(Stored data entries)
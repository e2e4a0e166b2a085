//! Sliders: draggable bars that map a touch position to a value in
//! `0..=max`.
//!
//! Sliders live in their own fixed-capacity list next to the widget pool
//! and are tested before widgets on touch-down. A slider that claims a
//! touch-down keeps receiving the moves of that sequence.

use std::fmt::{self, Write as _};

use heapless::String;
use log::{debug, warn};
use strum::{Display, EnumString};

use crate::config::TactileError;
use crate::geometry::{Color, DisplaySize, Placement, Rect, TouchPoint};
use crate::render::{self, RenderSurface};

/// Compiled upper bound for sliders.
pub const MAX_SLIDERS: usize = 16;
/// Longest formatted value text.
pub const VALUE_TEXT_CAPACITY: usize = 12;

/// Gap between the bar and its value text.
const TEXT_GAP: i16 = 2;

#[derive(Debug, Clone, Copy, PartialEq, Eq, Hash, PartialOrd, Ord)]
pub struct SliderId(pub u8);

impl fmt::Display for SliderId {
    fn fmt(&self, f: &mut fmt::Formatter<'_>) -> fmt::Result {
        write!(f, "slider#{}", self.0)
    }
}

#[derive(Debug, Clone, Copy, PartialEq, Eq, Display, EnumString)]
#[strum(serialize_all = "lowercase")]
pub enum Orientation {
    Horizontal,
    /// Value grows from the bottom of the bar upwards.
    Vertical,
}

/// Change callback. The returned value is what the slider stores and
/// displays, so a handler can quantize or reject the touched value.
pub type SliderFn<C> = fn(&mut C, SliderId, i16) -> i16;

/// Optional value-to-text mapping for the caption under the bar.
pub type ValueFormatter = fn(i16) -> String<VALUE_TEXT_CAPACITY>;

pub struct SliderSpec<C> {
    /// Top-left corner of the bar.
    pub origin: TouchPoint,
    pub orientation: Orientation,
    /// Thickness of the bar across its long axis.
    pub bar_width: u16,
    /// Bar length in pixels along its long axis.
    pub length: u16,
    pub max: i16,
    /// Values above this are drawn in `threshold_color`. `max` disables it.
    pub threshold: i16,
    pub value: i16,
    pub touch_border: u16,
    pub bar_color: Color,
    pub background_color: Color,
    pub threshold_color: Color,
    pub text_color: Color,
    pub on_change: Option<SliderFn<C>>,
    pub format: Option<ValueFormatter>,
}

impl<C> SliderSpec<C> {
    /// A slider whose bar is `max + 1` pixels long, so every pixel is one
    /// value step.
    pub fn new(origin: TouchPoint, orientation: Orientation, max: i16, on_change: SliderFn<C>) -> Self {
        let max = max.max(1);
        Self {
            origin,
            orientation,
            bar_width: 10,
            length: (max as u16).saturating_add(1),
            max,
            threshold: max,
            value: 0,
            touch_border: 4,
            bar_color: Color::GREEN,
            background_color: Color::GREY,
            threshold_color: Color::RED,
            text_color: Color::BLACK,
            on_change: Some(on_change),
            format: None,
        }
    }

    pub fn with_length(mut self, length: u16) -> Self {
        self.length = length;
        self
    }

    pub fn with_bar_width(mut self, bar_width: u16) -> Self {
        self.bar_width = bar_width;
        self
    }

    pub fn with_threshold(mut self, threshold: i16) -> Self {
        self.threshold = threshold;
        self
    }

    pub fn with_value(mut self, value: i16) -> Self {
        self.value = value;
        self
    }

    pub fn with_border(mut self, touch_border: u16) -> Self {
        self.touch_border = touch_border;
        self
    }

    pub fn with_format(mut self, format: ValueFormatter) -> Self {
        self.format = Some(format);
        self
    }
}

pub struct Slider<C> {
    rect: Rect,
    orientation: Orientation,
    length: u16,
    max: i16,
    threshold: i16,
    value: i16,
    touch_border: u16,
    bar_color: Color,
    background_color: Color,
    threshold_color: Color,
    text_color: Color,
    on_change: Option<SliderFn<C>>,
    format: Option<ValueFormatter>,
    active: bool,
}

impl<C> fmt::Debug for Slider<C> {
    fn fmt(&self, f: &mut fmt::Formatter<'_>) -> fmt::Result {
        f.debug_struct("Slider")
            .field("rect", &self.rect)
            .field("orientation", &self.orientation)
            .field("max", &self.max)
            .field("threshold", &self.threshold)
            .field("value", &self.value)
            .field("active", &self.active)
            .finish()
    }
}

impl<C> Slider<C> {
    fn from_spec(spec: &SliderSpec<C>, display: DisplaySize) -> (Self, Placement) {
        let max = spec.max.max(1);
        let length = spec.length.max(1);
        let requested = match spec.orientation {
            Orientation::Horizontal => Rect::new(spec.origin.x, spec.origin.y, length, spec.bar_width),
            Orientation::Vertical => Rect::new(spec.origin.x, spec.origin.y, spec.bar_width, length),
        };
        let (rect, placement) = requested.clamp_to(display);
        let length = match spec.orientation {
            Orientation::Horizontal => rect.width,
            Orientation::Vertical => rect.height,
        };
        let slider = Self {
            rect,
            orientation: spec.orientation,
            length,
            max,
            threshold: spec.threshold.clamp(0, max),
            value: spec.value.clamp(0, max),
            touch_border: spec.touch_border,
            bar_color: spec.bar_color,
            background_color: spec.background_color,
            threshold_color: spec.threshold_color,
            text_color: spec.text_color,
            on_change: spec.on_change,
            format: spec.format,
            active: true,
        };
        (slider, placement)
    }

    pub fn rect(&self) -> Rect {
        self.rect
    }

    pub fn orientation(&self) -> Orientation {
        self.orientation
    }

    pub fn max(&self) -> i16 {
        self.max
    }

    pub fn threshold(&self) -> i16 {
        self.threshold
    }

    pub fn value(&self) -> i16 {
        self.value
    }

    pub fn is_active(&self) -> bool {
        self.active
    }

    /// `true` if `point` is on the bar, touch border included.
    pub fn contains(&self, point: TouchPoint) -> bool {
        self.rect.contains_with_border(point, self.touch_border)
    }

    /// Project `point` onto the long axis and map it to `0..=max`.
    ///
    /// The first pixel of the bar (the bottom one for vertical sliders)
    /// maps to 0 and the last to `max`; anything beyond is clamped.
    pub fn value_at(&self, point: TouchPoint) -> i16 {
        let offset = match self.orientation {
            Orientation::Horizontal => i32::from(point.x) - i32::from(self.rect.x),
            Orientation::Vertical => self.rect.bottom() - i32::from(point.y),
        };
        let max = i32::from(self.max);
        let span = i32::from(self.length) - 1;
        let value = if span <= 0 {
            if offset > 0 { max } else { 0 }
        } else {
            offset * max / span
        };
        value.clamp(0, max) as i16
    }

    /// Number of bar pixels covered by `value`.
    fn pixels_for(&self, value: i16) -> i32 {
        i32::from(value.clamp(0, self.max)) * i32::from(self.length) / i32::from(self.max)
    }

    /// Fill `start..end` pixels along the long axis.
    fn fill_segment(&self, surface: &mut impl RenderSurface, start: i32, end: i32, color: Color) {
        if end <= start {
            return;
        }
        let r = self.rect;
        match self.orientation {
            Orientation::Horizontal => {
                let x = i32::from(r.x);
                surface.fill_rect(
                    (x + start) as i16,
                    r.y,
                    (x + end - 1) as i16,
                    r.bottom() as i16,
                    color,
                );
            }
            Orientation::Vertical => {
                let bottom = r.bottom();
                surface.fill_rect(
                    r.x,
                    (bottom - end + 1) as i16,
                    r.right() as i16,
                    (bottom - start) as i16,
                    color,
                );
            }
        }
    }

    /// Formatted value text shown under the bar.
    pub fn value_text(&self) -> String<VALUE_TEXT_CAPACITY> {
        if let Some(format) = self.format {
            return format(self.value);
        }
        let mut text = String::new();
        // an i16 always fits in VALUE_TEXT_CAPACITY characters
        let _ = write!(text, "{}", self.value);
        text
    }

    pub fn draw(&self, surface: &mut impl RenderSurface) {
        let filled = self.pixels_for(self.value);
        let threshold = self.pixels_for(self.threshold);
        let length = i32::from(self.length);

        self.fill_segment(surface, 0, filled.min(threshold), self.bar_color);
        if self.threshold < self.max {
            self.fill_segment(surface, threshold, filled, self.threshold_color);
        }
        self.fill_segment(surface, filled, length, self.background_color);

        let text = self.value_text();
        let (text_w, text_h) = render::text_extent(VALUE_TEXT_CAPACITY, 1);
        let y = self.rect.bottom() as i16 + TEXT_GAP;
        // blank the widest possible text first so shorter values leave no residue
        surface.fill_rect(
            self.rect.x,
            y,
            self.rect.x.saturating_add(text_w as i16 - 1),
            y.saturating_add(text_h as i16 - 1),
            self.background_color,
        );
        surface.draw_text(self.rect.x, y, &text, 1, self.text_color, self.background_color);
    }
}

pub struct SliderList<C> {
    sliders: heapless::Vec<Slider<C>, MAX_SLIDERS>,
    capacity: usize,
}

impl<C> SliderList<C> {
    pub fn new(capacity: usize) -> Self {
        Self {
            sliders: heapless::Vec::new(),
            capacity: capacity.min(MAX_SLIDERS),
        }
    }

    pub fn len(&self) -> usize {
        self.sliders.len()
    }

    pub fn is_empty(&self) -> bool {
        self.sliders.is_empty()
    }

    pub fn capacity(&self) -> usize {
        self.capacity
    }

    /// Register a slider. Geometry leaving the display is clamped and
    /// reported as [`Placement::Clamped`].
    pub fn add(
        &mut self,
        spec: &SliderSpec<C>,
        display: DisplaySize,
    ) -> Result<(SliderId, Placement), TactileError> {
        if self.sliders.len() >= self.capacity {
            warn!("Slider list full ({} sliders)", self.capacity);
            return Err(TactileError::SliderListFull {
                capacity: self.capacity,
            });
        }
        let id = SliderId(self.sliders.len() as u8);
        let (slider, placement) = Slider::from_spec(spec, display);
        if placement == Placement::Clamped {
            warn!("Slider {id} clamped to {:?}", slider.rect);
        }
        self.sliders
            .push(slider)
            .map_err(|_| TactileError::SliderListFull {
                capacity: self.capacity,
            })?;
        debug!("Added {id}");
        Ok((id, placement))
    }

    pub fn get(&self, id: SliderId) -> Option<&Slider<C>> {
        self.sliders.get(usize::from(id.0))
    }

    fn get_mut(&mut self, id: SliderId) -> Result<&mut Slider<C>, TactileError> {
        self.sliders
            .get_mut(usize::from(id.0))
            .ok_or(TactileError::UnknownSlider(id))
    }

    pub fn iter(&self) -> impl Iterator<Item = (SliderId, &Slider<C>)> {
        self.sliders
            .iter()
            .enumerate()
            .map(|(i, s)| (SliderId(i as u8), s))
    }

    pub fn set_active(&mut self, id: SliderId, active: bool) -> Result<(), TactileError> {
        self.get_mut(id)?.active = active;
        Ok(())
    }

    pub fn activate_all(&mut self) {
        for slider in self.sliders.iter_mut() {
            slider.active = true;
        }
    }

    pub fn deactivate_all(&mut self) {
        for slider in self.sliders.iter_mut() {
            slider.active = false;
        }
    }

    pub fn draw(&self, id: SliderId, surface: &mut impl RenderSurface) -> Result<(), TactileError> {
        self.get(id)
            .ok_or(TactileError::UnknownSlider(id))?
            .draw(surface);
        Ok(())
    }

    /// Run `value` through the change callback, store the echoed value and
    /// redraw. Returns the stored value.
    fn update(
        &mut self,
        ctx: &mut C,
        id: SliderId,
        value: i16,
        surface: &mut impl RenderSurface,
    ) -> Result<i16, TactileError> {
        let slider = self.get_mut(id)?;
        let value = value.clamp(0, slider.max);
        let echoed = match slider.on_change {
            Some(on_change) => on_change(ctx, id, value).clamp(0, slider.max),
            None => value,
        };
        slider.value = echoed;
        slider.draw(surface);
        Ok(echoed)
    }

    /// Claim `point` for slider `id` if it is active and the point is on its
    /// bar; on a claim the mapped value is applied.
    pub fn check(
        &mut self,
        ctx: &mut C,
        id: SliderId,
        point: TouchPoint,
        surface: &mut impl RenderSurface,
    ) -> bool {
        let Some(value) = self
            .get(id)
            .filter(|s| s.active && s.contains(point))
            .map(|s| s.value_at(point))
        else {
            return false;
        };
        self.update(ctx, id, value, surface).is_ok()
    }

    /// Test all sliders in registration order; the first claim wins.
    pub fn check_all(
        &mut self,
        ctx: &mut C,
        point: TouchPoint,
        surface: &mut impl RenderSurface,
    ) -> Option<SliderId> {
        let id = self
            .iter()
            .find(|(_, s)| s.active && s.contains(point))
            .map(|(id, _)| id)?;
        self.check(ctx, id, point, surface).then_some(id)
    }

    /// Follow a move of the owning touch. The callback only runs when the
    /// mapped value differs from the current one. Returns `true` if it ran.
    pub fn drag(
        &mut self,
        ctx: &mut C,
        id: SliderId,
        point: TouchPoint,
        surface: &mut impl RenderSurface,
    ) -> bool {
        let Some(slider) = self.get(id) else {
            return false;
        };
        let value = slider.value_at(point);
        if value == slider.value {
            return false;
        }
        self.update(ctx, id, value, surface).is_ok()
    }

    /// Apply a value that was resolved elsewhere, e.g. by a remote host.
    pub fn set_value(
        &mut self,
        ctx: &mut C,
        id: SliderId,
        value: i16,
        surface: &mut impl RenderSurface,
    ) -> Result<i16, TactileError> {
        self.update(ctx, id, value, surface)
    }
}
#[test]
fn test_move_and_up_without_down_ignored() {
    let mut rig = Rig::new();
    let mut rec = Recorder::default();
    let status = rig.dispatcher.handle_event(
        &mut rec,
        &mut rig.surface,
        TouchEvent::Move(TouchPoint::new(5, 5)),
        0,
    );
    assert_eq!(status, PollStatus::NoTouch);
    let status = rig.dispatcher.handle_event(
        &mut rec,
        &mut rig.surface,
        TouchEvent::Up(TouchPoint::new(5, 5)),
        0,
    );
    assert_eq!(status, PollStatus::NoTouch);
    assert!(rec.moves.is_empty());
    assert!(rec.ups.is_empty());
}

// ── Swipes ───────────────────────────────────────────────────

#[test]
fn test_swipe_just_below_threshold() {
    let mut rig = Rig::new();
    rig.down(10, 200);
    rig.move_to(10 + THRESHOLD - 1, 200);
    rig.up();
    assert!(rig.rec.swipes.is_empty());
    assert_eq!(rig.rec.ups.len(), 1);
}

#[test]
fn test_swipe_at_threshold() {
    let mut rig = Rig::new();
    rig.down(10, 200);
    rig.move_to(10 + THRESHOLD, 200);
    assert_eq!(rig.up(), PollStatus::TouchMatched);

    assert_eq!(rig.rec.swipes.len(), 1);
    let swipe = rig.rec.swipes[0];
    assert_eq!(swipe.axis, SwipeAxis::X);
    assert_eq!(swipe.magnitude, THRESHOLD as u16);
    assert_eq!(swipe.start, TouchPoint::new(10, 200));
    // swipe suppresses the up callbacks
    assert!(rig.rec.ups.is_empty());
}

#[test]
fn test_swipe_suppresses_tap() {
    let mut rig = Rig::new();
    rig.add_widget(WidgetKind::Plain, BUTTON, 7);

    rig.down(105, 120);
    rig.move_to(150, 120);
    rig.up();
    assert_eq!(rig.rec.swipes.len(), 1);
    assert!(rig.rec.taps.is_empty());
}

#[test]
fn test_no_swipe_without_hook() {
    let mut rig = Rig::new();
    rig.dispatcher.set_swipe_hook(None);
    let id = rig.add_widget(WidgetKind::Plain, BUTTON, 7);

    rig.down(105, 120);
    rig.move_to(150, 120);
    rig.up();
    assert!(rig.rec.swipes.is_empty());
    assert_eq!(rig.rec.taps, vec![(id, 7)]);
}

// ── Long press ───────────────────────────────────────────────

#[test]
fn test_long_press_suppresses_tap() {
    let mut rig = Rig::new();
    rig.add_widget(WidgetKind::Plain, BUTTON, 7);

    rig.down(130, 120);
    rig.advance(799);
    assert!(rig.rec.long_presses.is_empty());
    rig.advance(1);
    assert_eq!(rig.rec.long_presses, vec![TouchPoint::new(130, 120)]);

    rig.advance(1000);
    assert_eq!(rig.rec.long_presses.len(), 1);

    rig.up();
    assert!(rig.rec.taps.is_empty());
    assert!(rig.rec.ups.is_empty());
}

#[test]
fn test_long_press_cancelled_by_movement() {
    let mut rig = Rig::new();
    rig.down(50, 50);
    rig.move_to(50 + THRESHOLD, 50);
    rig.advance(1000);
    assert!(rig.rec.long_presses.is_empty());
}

• **Aim of the task**:
Please transcribe the data above without changes, from its first line to its "use crate::config::TactileError;" line, and leave out anything past that.

• **Answer to this exercise**:
repository e2e4a0e166b2a085
//! Sliders: draggable bars that map a touch position to a value in
//! `0..=max`.
//!
//! Sliders live in their own fixed-capacity list next to the widget pool
//! and are tested before widgets on touch-down. A slider that claims a
//! touch-down keeps receiving the moves of that sequence.

use std::fmt::{self, Write as _};

use heapless::String;
use log::{debug, warn};
use strum::{Display, EnumString};

use crate::config::TactileError;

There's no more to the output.